-------- Data provided

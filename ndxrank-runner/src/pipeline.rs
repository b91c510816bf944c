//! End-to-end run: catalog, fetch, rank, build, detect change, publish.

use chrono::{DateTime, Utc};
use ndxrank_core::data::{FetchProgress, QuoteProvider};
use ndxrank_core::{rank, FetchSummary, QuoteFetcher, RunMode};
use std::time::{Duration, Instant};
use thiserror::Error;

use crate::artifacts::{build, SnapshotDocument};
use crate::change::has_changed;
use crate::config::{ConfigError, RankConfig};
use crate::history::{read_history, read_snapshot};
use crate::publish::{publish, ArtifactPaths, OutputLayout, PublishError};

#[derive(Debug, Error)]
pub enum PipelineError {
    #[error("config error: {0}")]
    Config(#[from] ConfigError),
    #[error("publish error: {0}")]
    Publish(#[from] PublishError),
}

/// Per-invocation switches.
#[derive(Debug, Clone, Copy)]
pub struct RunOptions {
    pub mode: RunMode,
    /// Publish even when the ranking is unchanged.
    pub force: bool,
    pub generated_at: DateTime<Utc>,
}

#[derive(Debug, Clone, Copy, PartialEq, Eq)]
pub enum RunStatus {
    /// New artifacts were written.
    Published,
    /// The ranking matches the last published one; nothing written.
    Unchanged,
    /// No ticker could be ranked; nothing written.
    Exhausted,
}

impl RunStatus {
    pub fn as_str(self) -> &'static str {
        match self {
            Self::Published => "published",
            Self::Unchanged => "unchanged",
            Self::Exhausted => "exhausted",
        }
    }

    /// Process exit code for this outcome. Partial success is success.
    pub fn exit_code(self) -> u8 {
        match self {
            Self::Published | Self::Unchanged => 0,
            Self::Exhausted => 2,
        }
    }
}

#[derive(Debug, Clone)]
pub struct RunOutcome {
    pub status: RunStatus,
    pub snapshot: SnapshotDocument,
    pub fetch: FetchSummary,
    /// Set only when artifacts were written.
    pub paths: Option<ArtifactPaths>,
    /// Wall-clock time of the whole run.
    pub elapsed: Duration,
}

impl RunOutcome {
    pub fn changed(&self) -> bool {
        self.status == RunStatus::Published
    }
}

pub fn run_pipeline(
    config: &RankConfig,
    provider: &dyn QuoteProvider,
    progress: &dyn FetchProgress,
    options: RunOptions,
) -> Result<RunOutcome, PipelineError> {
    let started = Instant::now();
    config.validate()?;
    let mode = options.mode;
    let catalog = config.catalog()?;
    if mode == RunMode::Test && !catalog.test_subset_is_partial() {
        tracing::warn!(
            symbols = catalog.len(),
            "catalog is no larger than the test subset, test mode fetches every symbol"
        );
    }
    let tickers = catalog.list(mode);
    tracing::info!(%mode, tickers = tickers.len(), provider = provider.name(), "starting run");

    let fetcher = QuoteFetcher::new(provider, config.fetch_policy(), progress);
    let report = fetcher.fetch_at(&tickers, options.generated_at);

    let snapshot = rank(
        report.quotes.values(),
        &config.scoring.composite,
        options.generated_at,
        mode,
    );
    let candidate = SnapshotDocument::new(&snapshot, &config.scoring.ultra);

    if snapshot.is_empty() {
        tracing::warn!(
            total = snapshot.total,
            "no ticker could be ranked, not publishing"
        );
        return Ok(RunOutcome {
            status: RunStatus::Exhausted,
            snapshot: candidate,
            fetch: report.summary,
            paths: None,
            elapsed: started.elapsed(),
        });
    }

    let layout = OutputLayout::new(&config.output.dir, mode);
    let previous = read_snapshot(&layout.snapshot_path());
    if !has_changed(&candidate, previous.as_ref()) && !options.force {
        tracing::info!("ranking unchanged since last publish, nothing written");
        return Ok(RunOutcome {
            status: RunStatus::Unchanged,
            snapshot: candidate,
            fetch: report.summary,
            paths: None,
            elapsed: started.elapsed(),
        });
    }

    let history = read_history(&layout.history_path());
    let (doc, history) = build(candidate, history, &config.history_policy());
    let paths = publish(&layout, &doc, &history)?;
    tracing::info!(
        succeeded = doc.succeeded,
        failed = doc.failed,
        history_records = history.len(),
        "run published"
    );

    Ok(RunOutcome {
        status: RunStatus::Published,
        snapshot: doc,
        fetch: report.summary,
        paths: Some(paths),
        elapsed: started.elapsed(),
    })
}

----------------

Where a line of the data above includes the string "derive", pull it out.

* Response area
#[derive(Debug, Error)]
#[derive(Debug, Clone, Copy)]
#[derive(Debug, Clone, Copy, PartialEq, Eq)]
#[derive(Debug, Clone)]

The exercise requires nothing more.